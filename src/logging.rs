// src/logging.rs

//! Logging setup for `hookrun` using `tracing` + `tracing-subscriber`.
//!
//! Priority for determining the log level:
//! 1. `--log-level` CLI flag (if provided)
//! 2. `HOOKRUN_LOG` environment variable (e.g. "info", "debug")
//! 3. default to `info`
//!
//! Logs are sent to STDERR so that stdout carries only the run summary.

use anyhow::Result;
use tracing_subscriber::fmt;

use crate::cli::LogLevel;

/// Initialise global logging subscriber.
///
/// Safe to call once at startup.
pub fn init_logging(cli_level: Option<LogLevel>) -> Result<()> {
    let level = match cli_level {
        Some(lvl) => level_from_log_level(lvl),
        None => std::env::var("HOOKRUN_LOG")
            .ok()
            .and_then(|s| parse_level_str(&s))
            .unwrap_or(tracing::Level::INFO),
    };

    fmt()
        .with_max_level(level)
        .with_target(true)
        .with_thread_ids(false)
        .with_thread_names(false)
        .with_writer(std::io::stderr)
        .try_init()
        .map_err(|e| anyhow::anyhow!("failed to install tracing subscriber: {e}"))?;

    Ok(())
}

fn level_from_log_level(lvl: LogLevel) -> tracing::Level {
    match lvl {
        LogLevel::Error => tracing::Level::ERROR,
        LogLevel::Warn => tracing::Level::WARN,
        LogLevel::Info => tracing::Level::INFO,
        LogLevel::Debug => tracing::Level::DEBUG,
        LogLevel::Trace => tracing::Level::TRACE,
    }
}

fn parse_level_str(s: &str) -> Option<tracing::Level> {
    match s.trim().to_lowercase().as_str() {
        "error" => Some(tracing::Level::ERROR),
        "warn" | "warning" => Some(tracing::Level::WARN),
        "info" => Some(tracing::Level::INFO),
        "debug" => Some(tracing::Level::DEBUG),
        "trace" => Some(tracing::Level::TRACE),
        _ => None,
    }
}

-- -- --

• [PROBLEM DESCRIPTION]:
Write the records out again. Keep every line exactly as it is.

• [SOLUTION TO THE PROBLEM]:
filename src/logging.rs
// src/logging.rs

//! Logging setup for `hookrun` using `tracing` + `tracing-subscriber`.
//!
//! Priority for determining the log level:
//! 1. `--log-level` CLI flag (if provided)
//! 2. `HOOKRUN_LOG` environment variable (e.g. "info", "debug")
//! 3. default to `info`
//!
//! Logs are sent to STDERR so that stdout carries only the run summary.

use anyhow::Result;
use tracing_subscriber::fmt;

use crate::cli::LogLevel;

/// Initialise global logging subscriber.
///
/// Safe to call once at startup.
pub fn init_logging(cli_level: Option<LogLevel>) -> Result<()> {
    let level = match cli_level {
        Some(lvl) => level_from_log_level(lvl),
        None => std::env::var("HOOKRUN_LOG")
            .ok()
            .and_then(|s| parse_level_str(&s))
            .unwrap_or(tracing::Level::INFO),
    };

    fmt()
        .with_max_level(level)
        .with_target(true)
        .with_thread_ids(false)
        .with_thread_names(false)
        .with_writer(std::io::stderr)
        .try_init()
        .map_err(|e| anyhow::anyhow!("failed to install tracing subscriber: {e}"))?;

    Ok(())
}

fn level_from_log_level(lvl: LogLevel) -> tracing::Level {
    match lvl {
        LogLevel::Error => tracing::Level::ERROR,
        LogLevel::Warn => tracing::Level::WARN,
        LogLevel::Info => tracing::Level::INFO,
        LogLevel::Debug => tracing::Level::DEBUG,
        LogLevel::Trace => tracing::Level::TRACE,
    }
}

fn parse_level_str(s: &str) -> Option<tracing::Level> {
    match s.trim().to_lowercase().as_str() {
        "error" => Some(tracing::Level::ERROR),
        "warn" | "warning" => Some(tracing::Level::WARN),
        "info" => Some(tracing::Level::INFO),
        "debug" => Some(tracing::Level::DEBUG),
        "trace" => Some(tracing::Level::TRACE),
        _ => None,
    }
}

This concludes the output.